Book Reviews, Featured, Interviews, Local

Interview With New York Times Bestselling Author Lisa McMann, Creator of the “Wake” Series

Posted: March 4, 2010 at 6:05 pm   /   by   /   comments (2)

Kevin: Hi Lisa!  Thank you so much for taking the time to talk to us about your incredible career, and your new book – “Gone.” When did you first realize that you wanted to become an author? Did you always have a passion for writing?
Lisa: Since about 4th grade, I remember writing a story called “Baby May’s Birthday.” It’s my first book that I ever remember writing. I wrote it for an assignment for school. My teacher picked my story out of the whole class, for a young author’s conference, and I got to go spend the day with authors at a local college. I remember thinking back then, “I want to be a writer.”

I had some cool other influences along the way. My High School teacher, Mr. Moulder, was always very supportive too. He sent in one of my poems one time to a contest without telling me, and it won an honorable mention. That gave me so much confidence. That he would take the extra time out of his day to do something like that, meant he really believed in me. I think that really gave me the confidence to keep writing.

K: What was the first novel that you wrote?
L: I actually wrote Wake in 2006, but that was not my first. I wrote two novels before “Wake,” and neither of those sold. But I wrote all three of them in 2006. Once I got started, I figured out how to do it… and when I got the idea for Wake, I wrote it really, really fast. I got it all down, and was like ‘this is the one I need to get published.’

K: Once you get started on something, you just keep going until it’s done?
L: Yeah, unless it’s really not going anywhere. You really have to have a clever idea. You don’t HAVE to, but it really helps. And if you don’t have a full arc of story, then it’s easy to quit on a book like that. Every novel I’ve started, I’ve actually finished. Not all of them have been good enough to be published though.

K: So you like to have that closure at least.
L: Yeah, I do it more for me. So I know what happens to the characters.

K: What prompted you to write the first book in your best selling series, “Wake?”
L: I had a dream actually, which is kind of ironic because it’s all about dreams. I had a dream that I was in my husband’s dream, watching what he was dreaming about. And I woke up after that dream, in the middle of the night and just wrote down that idea. I always keep a little notepad by my bed, in case I have a good dream that I want to write about. In the morning, when I looked at my notes that I had written in the night, it still sounded like a good idea. I just couldn’t stop thinking about it from that point on. I thought about it for a about a month before I started writing.

K: How did you choose to become an author professionally, and what prompted you to make that decision?
L: A few things actually happened. I didn’t write for about ten years, and I did other things. I was a bookstore manager; I was a realtor for seven years. Then I started writing, just in the evenings while I was a realtor. My kids were around seven and four, so they could handle being without me more in the evenings. And I found a website that was having a little writing contest, which was kind of cool.
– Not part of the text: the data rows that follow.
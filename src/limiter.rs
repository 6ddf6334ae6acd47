//! Outbound request rate limiting.
//!
//! Each operation owns its own token bucket so that bursts of one kind of
//! request never delay the other.

use crate::types::{TarnhelmError, TarnhelmResult};
use governor::clock::DefaultClock;
use governor::state::{InMemoryState, NotKeyed};
use governor::{Quota, RateLimiter as GovRateLimiter};
use std::num::NonZeroU32;
use std::sync::Arc;
use std::time::Duration;
use tokio::time::Instant;
use tracing::{debug, warn};

/// One search request per second
pub const SEARCH_PERIOD: Duration = Duration::from_secs(1);

/// Twenty fetches per minute
pub const FETCH_PERIOD: Duration = Duration::from_secs(3);

/// Rate limit settings for both operations
#[derive(Debug, Clone)]
pub struct RateLimitConfig {
    /// Interval between search tokens
    pub search_period: Duration,

    /// Interval between fetch tokens
    pub fetch_period: Duration,

    /// Tokens available at once
    pub burst: u32,
}

impl Default for RateLimitConfig {
    fn default() -> Self {
        Self {
            search_period: SEARCH_PERIOD,
            fetch_period: FETCH_PERIOD,
            burst: 1,
        }
    }
}

/// Token-bucket limiter guarding one operation
#[derive(Clone)]
pub struct RateLimiter {
    name: &'static str,
    limiter: Arc<GovRateLimiter<NotKeyed, InMemoryState, DefaultClock>>,
    period: Duration,
}

impl RateLimiter {
    /// Limiter refilling one token every `period`, holding at most `burst`.
    ///
    /// A zero period is raised to one millisecond and a zero burst to one.
    pub fn new(name: &'static str, period: Duration, burst: u32) -> Self {
        let period = period.max(Duration::from_millis(1));
        let burst = NonZeroU32::new(burst).unwrap_or(NonZeroU32::MIN);
        let quota = Quota::with_period(period)
            .unwrap_or_else(|| Quota::per_second(NonZeroU32::MIN))
            .allow_burst(burst);

        Self {
            name,
            limiter: Arc::new(GovRateLimiter::direct(quota)),
            period,
        }
    }

    /// Default limiter for search requests
    pub fn search() -> Self {
        Self::new("search", SEARCH_PERIOD, 1)
    }

    /// Default limiter for content fetches
    pub fn fetch() -> Self {
        Self::new("fetch", FETCH_PERIOD, 1)
    }

    /// Interval between tokens
    pub fn period(&self) -> Duration {
        self.period
    }

    /// Wait for a token.
    ///
    /// Fails with [`TarnhelmError::RateLimitCancelled`] when `deadline` has
    /// already passed or passes before a token is available.
    pub async fn admit(&self, deadline: Option<Instant>) -> TarnhelmResult<()> {
        let Some(deadline) = deadline else {
            self.limiter.until_ready().await;
            return Ok(());
        };

        if deadline <= Instant::now() {
            warn!(limiter = self.name, "Deadline already expired, not waiting for rate limit");
            return Err(TarnhelmError::RateLimitCancelled);
        }

        match tokio::time::timeout_at(deadline, self.limiter.until_ready()).await {
            Ok(()) => {
                debug!(limiter = self.name, "Rate limit admitted request");
                Ok(())
            },
            Err(_) => {
                warn!(limiter = self.name, "Deadline expired while waiting for rate limit");
                Err(TarnhelmError::RateLimitCancelled)
            },
        }
    }
}

impl std::fmt::Debug for RateLimiter {
    fn fmt(&self, f: &mut std::fmt::Formatter<'_>) -> std::fmt::Result {
        f.debug_struct("RateLimiter")
            .field("name", &self.name)
            .field("period", &self.period)
            .finish()
    }
}
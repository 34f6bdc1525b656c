//! `stockbook-engine` — the bookkeeping command/query facade.
//!
//! The hosting application talks to [`Bookkeeper`]: four commands
//! (`apply_purchase`, `apply_production`, `close_day`, `post_transaction`,
//! plus the `apply_adjustment` correction entry point) and the read queries.
//! This is a library-level contract; transports live in the host.

pub mod bookkeeper;
pub mod queries;

pub use bookkeeper::{AdjustmentReceipt, Bookkeeper, PurchaseReceipt};
pub use queries::StockOverviewRow;
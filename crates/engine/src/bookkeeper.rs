//! Command orchestration.
//!
//! Every command runs the same pipeline: load current state, decide the next
//! state with a pure domain function, commit atomically with the loaded
//! versions. Stale commits are retried a bounded number of times before a
//! conflict surfaces; validation and business-rule failures return
//! immediately with zero state change.

use chrono::{NaiveDate, Utc};
use serde::{Deserialize, Serialize};
use tracing::{info, warn};

use stockbook_closing::{DailySnapshot, DayCloseFailure, DayCloseReport};
use stockbook_core::{DomainError, DomainResult, ExpectedVersion, ItemId};
use stockbook_infra::{InventoryStore, LedgerStore, SnapshotStore, StoreError};
use stockbook_inventory::{
    AdjustmentEntry, IngredientConsumption, ProductionEntry, ProductionOrder, PurchaseEntry,
    StockHistoryRecord, StockItem, adjust_stock, consume_draw, plan_production, receive_purchase,
};
use stockbook_ledger::{
    LedgerTransaction, Party, Posting, closing_balance, insert_transaction,
    recompute_running_balances, validate_posting,
};

/// Bounded retries for per-entity commit contention before the conflict
/// surfaces to the caller.
const COMMIT_RETRIES: usize = 3;

fn map_store_error(err: StoreError) -> DomainError {
    match err {
        StoreError::Conflict(msg) | StoreError::Unavailable(msg) => DomainError::conflict(msg),
        StoreError::Duplicate(msg) => DomainError::validation(msg),
        StoreError::Missing(msg) => DomainError::not_found("record", msg),
    }
}

/// Receipt for an applied purchase: committed item state + audit record.
#[derive(Debug, Clone, PartialEq, Serialize, Deserialize)]
pub struct PurchaseReceipt {
    pub item: StockItem,
    pub record: StockHistoryRecord,
}

/// Receipt for an applied manual adjustment.
#[derive(Debug, Clone, PartialEq, Serialize, Deserialize)]
pub struct AdjustmentReceipt {
    pub item: StockItem,
    pub record: StockHistoryRecord,
}

/// The bookkeeping facade: weighted-average inventory costing, daily
/// snapshots and the party ledger, over injected stores.
#[derive(Debug)]
pub struct Bookkeeper<I, L, S> {
    inventory: I,
    ledger: L,
    snapshots: S,
}

impl<I, L, S> Bookkeeper<I, L, S> {
    pub fn new(inventory: I, ledger: L, snapshots: S) -> Self {
        Self {
            inventory,
            ledger,
            snapshots,
        }
    }
}

impl<I, L, S> Bookkeeper<I, L, S>
where
    I: InventoryStore,
    L: LedgerStore,
    S: SnapshotStore,
{
    /// Seed an item row from the external catalog.
    pub fn register_item(&self, item: StockItem) {
        self.inventory.put(item);
    }

    /// Seed a party row from the external catalog.
    pub fn register_party(&self, party: Party) {
        self.ledger.put_party(party);
    }

    pub(crate) fn inventory(&self) -> &I {
        &self.inventory
    }

    pub(crate) fn ledger_store(&self) -> &L {
        &self.ledger
    }

    pub(crate) fn snapshot_store(&self) -> &S {
        &self.snapshots
    }

    fn load_active_item(&self, id: &ItemId) -> DomainResult<StockItem> {
        let item = self
            .inventory
            .get(id)
            .ok_or_else(|| DomainError::not_found("item", id))?;
        if !item.active {
            return Err(DomainError::validation(format!("item {id} is inactive")));
        }
        Ok(item)
    }

    /// Apply a purchase: blend the weighted-average cost and append the
    /// audit record, atomically.
    pub fn apply_purchase(&self, entry: PurchaseEntry) -> DomainResult<PurchaseReceipt> {
        let mut attempts = 0;
        loop {
            let item = self.load_active_item(&entry.item_id)?;
            let (next, movement) = receive_purchase(&item, &entry)?;
            let mut committed_item = next.clone();
            committed_item.version = item.version + 1;

            match self.inventory.commit(
                vec![(ExpectedVersion::Exact(item.version), next)],
                vec![movement],
            ) {
                Ok(mut records) => {
                    let record = records
                        .pop()
                        .ok_or_else(|| DomainError::conflict("store returned no audit record"))?;
                    info!(
                        item = %entry.item_id,
                        quantity = entry.quantity,
                        cost = entry.cost_per_unit,
                        "purchase applied"
                    );
                    return Ok(PurchaseReceipt {
                        item: committed_item,
                        record,
                    });
                }
                Err(StoreError::Conflict(_)) if attempts < COMMIT_RETRIES => attempts += 1,
                Err(err) => return Err(map_store_error(err)),
            }
        }
    }

    /// Apply a signed manual correction; the cost basis stays untouched.
    pub fn apply_adjustment(&self, entry: AdjustmentEntry) -> DomainResult<AdjustmentReceipt> {
        let mut attempts = 0;
        loop {
            let item = self.load_active_item(&entry.item_id)?;
            let (next, movement) = adjust_stock(&item, &entry)?;
            let mut committed_item = next.clone();
            committed_item.version = item.version + 1;

            match self.inventory.commit(
                vec![(ExpectedVersion::Exact(item.version), next)],
                vec![movement],
            ) {
                Ok(mut records) => {
                    let record = records
                        .pop()
                        .ok_or_else(|| DomainError::conflict("store returned no audit record"))?;
                    info!(item = %entry.item_id, quantity = entry.quantity, "adjustment applied");
                    return Ok(AdjustmentReceipt {
                        item: committed_item,
                        record,
                    });
                }
                Err(StoreError::Conflict(_)) if attempts < COMMIT_RETRIES => attempts += 1,
                Err(err) => return Err(map_store_error(err)),
            }
        }
    }

    /// Run a production order: sufficiency-check every ingredient first,
    /// then deduct all of them in one atomic commit. A shortfall anywhere
    /// fails the whole order with every shortfall listed.
    pub fn apply_production(&self, order: ProductionOrder) -> DomainResult<ProductionEntry> {
        let mut attempts = 0;
        loop {
            let mut ingredients: Vec<StockItem> = Vec::new();
            for line in &order.recipe.lines {
                if ingredients.iter().any(|i| i.id == line.item_id) {
                    continue;
                }
                ingredients.push(self.load_active_item(&line.item_id)?);
            }

            let plan = plan_production(&order, &ingredients)?;

            let mut writes = Vec::with_capacity(plan.draws.len());
            let mut movements = Vec::with_capacity(plan.draws.len());
            let mut consumed = Vec::with_capacity(plan.draws.len());
            for draw in &plan.draws {
                let item = ingredients
                    .iter()
                    .find(|i| i.id == draw.item_id)
                    .ok_or_else(|| DomainError::not_found("item", draw.item_id))?;
                let (next, movement) =
                    consume_draw(item, draw, order.date, order.reference.as_deref());
                writes.push((ExpectedVersion::Exact(item.version), next));
                movements.push(movement);
                consumed.push(IngredientConsumption {
                    item_id: draw.item_id,
                    quantity_used: draw.quantity_used,
                    cost_allocated: draw.cost_allocated,
                });
            }

            match self.inventory.commit(writes, movements) {
                Ok(_) => {
                    info!(
                        product = %order.product_id,
                        quantity = order.quantity,
                        ingredients = consumed.len(),
                        "production applied"
                    );
                    return Ok(ProductionEntry {
                        product_id: order.product_id,
                        quantity: order.quantity,
                        consumed,
                        date: order.date,
                    });
                }
                Err(StoreError::Conflict(_)) if attempts < COMMIT_RETRIES => attempts += 1,
                Err(err) => return Err(map_store_error(err)),
            }
        }
    }

    /// Freeze every active item's state for `date`. Re-closing a closed date
    /// fails; a failure on one item is logged and does not abort the others.
    pub fn close_day(&self, date: NaiveDate) -> DomainResult<DayCloseReport> {
        match self.snapshots.begin_close(date) {
            Ok(()) => {}
            Err(StoreError::Duplicate(_)) => return Err(DomainError::already_closed(date)),
            Err(err) => return Err(map_store_error(err)),
        }

        let mut report = DayCloseReport::new(date);
        for item in self.inventory.list().into_iter().filter(|i| i.active) {
            match self.close_item(date, item.id) {
                Ok(()) => report.items_closed += 1,
                Err(error) => {
                    warn!(item = %item.id, %date, %error, "day-close failed for item; continuing");
                    report.failures.push(DayCloseFailure {
                        item_id: item.id,
                        error,
                    });
                }
            }
        }

        info!(
            %date,
            closed = report.items_closed,
            failed = report.failures.len(),
            "day closed"
        );
        Ok(report)
    }

    fn close_item(&self, date: NaiveDate, item_id: ItemId) -> DomainResult<()> {
        let item = self
            .inventory
            .get(&item_id)
            .ok_or_else(|| DomainError::not_found("item", item_id))?;
        let snapshot = DailySnapshot::capture(date, &item)?;
        match self.snapshots.insert(snapshot) {
            Ok(()) => {}
            Err(StoreError::Duplicate(msg)) => return Err(DomainError::validation(msg)),
            Err(err) => return Err(map_store_error(err)),
        }

        // Stamp the item's closed marker. A concurrent purchase may bump the
        // version between capture and stamp, so reload and retry.
        let mut attempts = 0;
        loop {
            let current = self
                .inventory
                .get(&item_id)
                .ok_or_else(|| DomainError::not_found("item", item_id))?;
            if current.last_closed_on.is_some_and(|closed| closed >= date) {
                return Ok(());
            }
            let mut next = current.clone();
            next.last_closed_on = Some(date);
            match self
                .inventory
                .commit(vec![(ExpectedVersion::Exact(current.version), next)], vec![])
            {
                Ok(_) => return Ok(()),
                Err(StoreError::Conflict(_)) if attempts < COMMIT_RETRIES => attempts += 1,
                Err(err) => return Err(map_store_error(err)),
            }
        }
    }

    /// Post a debit/credit transaction. A backdated date lands at its
    /// chronological position and every later running balance is recomputed
    /// in the same atomic commit.
    pub fn post_transaction(&self, posting: Posting) -> DomainResult<LedgerTransaction> {
        validate_posting(&posting, Utc::now().date_naive())?;

        let mut attempts = 0;
        loop {
            let party = self
                .ledger
                .party(&posting.party_id)
                .ok_or_else(|| DomainError::not_found("party", posting.party_id))?;
            let mut transactions = self.ledger.transactions(&party.id);
            let sequence = transactions.iter().map(|t| t.sequence).max().unwrap_or(0) + 1;

            let txn = posting.clone().into_transaction(sequence);
            let txn_id = txn.id;
            let backdated = transactions
                .last()
                .is_some_and(|last| txn.transaction_date < last.transaction_date);

            insert_transaction(&mut transactions, txn);
            recompute_running_balances(party.opening_balance, &mut transactions);

            let mut next_party = party.clone();
            next_party.current_balance = closing_balance(party.opening_balance, &transactions);

            match self.ledger.commit(
                ExpectedVersion::Exact(party.version),
                next_party,
                transactions.clone(),
            ) {
                Ok(_) => {
                    let committed = transactions
                        .into_iter()
                        .find(|t| t.id == txn_id)
                        .ok_or_else(|| {
                            DomainError::conflict("posted transaction missing after commit")
                        })?;
                    info!(
                        party = %posting.party_id,
                        backdated,
                        balance = committed.running_balance,
                        "transaction posted"
                    );
                    return Ok(committed);
                }
                Err(StoreError::Conflict(_)) if attempts < COMMIT_RETRIES => attempts += 1,
                Err(err) => return Err(map_store_error(err)),
            }
        }
    }
}
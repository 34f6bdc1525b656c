//! `stockbook-units` — quantity conversion between an item's primary and
//! secondary unit.

pub mod convert;
pub mod unit;

pub use convert::{convert, to_primary, to_secondary};
pub use unit::{SecondaryUnit, Unit, UnitScheme};
//! Tracing/logging initialization.

use tracing_subscriber::EnvFilter;

const DEFAULT_FILTER: &str = "info";

/// Initialize tracing/logging for the process.
///
/// JSON lines, filtered via `RUST_LOG` (default `info`). Safe to call
/// multiple times; later calls are no-ops.
pub fn init() {
    let filter =
        EnvFilter::try_from_default_env().unwrap_or_else(|_| EnvFilter::new(DEFAULT_FILTER));

    let _ = tracing_subscriber::fmt()
        .json()
        .with_env_filter(filter)
        .with_target(false)
        .with_current_span(false)
        .try_init();
}
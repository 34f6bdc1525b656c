//! Append-only stock audit log types.
//!
//! Operations decide a [`StockMovement`]; the store turns it into a
//! [`StockHistoryRecord`] by assigning the next sequence number at append.
//! Records are ordered by `(date, sequence)` and never edited; corrections
//! are new movements.

use chrono::{DateTime, NaiveDate, Utc};
use serde::{Deserialize, Serialize};

use stockbook_core::{EntryId, ItemId};

/// Stock-affecting movement kind.
#[derive(Debug, Clone, Copy, PartialEq, Eq, Serialize, Deserialize)]
#[serde(rename_all = "lowercase")]
pub enum MovementKind {
    Purchase,
    Production,
    Adjustment,
}

/// A movement decided by a costing operation, not yet appended.
#[derive(Debug, Clone, PartialEq, Serialize, Deserialize)]
pub struct StockMovement {
    pub date: NaiveDate,
    pub item_id: ItemId,
    pub kind: MovementKind,
    /// Signed: receipts positive, consumption negative.
    pub quantity: f64,
    pub unit_cost: f64,
    pub reference: Option<String>,
}

impl StockMovement {
    /// Commit this movement as the audit record at `sequence`.
    pub fn into_record(self, sequence: u64) -> StockHistoryRecord {
        StockHistoryRecord {
            id: EntryId::new(),
            sequence,
            date: self.date,
            item_id: self.item_id,
            kind: self.kind,
            quantity: self.quantity,
            unit_cost: self.unit_cost,
            reference: self.reference,
            recorded_at: Utc::now(),
        }
    }
}

/// A committed audit-log record.
#[derive(Debug, Clone, PartialEq, Serialize, Deserialize)]
pub struct StockHistoryRecord {
    pub id: EntryId,
    /// Monotonically increasing insertion sequence, assigned at append.
    pub sequence: u64,
    pub date: NaiveDate,
    pub item_id: ItemId,
    pub kind: MovementKind,
    pub quantity: f64,
    pub unit_cost: f64,
    pub reference: Option<String>,
    pub recorded_at: DateTime<Utc>,
}

/// Audit-log query filter; `None` fields match everything. The date range is
/// inclusive on both ends.
#[derive(Debug, Clone, Default, PartialEq)]
pub struct HistoryFilter {
    pub item_id: Option<ItemId>,
    pub from: Option<NaiveDate>,
    pub to: Option<NaiveDate>,
}

impl HistoryFilter {
    pub fn all() -> Self {
        Self::default()
    }

    pub fn for_item(item_id: ItemId) -> Self {
        Self {
            item_id: Some(item_id),
            ..Self::default()
        }
    }

    pub fn between(mut self, from: NaiveDate, to: NaiveDate) -> Self {
        self.from = Some(from);
        self.to = Some(to);
        self
    }

    pub fn matches(&self, record: &StockHistoryRecord) -> bool {
        if self.item_id.is_some_and(|id| id != record.item_id) {
            return false;
        }
        if self.from.is_some_and(|from| record.date < from) {
            return false;
        }
        if self.to.is_some_and(|to| record.date > to) {
            return false;
        }
        true
    }
}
I had written a story many years before, but I decided to fix that up a little bit and enter it. I got some feedback, and it was very encouraging. I just started writing again, and I published about thirty short stories. And then in 2004, I entered a contest for a short story and it won $10,000 dollars – which was ridiculous, because you just can’t find contests like that. It was a one-time thing, and it was a world-wide contest. At the same time, we were moving from Michigan to Arizona, so I decided that it was my jumping off point. I had a little nest egg, and we decided when moving to Arizona to just live as modestly as we could and have me not go to work outside the home. I just stayed home, and tried to be a writer – which really was hard for the first year and a half or so. I put a lot of pressure on myself. But eventually, I started writing again and that’s when I started writing the novels.

K: What is your elevator pitch to describe the “Wake” series to someone who has never read the books before?
L: It’s about 17-year-old Janie, who gets sucked into other peoples’ dreams – plus there’s a hot guy.

K: After writing “Wake,” how hard was it to get the book published?
L: Not very long, actually. With the first manuscript that I tried to find an agent with, I had like seventy rejections. But in the meantime I had written “Wake,” and when I started sending it out, it took less than a week to get an agent. That was in October of 2006, and then the following January we sold it to Simon and Schuster for the first two books. Then we sold the third one a little bit later. So that went very fast, and I was very lucky. But I did have my share of rejection too, with the other manuscripts.

K: With the first manuscript that was rejected, did you send it in because it was finished? Or did you think that was going to be your big break?
L: I thought that was pretty good. And I still think that I’ll publish that one someday. It’s totally different though – it’s historical fiction. Right now I think my spot to be in is paranormal young adult, and I want to continue with that for a while. And eventually I’ll branch off a little bit. So I’m just kind of saving it, hoping that we can sell it someday.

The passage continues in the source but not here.